SUPPLIED MATERIAL:
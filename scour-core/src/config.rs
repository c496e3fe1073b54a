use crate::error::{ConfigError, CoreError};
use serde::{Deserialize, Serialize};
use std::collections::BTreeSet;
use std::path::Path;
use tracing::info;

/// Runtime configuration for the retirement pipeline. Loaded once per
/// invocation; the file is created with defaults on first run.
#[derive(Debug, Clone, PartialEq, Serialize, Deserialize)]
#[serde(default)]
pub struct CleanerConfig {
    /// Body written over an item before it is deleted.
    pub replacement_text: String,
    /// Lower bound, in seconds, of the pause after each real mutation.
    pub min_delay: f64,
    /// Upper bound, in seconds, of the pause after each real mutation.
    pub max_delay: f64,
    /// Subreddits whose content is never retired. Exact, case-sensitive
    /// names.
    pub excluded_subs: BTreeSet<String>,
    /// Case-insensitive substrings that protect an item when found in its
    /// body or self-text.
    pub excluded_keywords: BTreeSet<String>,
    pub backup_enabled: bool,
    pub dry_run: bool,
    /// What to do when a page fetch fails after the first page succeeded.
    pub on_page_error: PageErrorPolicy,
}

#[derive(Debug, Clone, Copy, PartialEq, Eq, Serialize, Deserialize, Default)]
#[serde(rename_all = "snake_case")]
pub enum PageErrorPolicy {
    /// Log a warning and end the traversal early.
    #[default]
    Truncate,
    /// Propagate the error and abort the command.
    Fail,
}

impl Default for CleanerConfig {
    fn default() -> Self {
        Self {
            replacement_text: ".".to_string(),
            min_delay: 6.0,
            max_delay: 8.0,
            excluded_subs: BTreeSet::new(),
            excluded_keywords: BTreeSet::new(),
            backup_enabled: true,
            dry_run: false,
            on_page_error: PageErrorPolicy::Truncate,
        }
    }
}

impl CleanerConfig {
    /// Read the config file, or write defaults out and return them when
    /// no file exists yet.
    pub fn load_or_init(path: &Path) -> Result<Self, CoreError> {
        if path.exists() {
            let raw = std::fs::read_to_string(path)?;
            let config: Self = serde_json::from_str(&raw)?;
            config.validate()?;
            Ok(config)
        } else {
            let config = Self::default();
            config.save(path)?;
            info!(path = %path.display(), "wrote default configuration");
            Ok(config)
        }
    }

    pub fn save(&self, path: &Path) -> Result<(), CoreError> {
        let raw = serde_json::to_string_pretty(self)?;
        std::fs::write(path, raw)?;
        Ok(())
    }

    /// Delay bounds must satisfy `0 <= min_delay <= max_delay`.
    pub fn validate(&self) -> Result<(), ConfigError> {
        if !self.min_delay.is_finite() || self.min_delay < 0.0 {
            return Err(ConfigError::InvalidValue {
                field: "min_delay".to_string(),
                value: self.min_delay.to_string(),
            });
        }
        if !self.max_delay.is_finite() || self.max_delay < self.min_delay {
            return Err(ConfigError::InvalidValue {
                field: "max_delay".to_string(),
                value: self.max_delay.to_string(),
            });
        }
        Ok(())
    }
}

PROBLEM: From the listing above, work out how many lines hold "Serialize". The answer is the number and nothing more.

WORKED SOLUTION: 3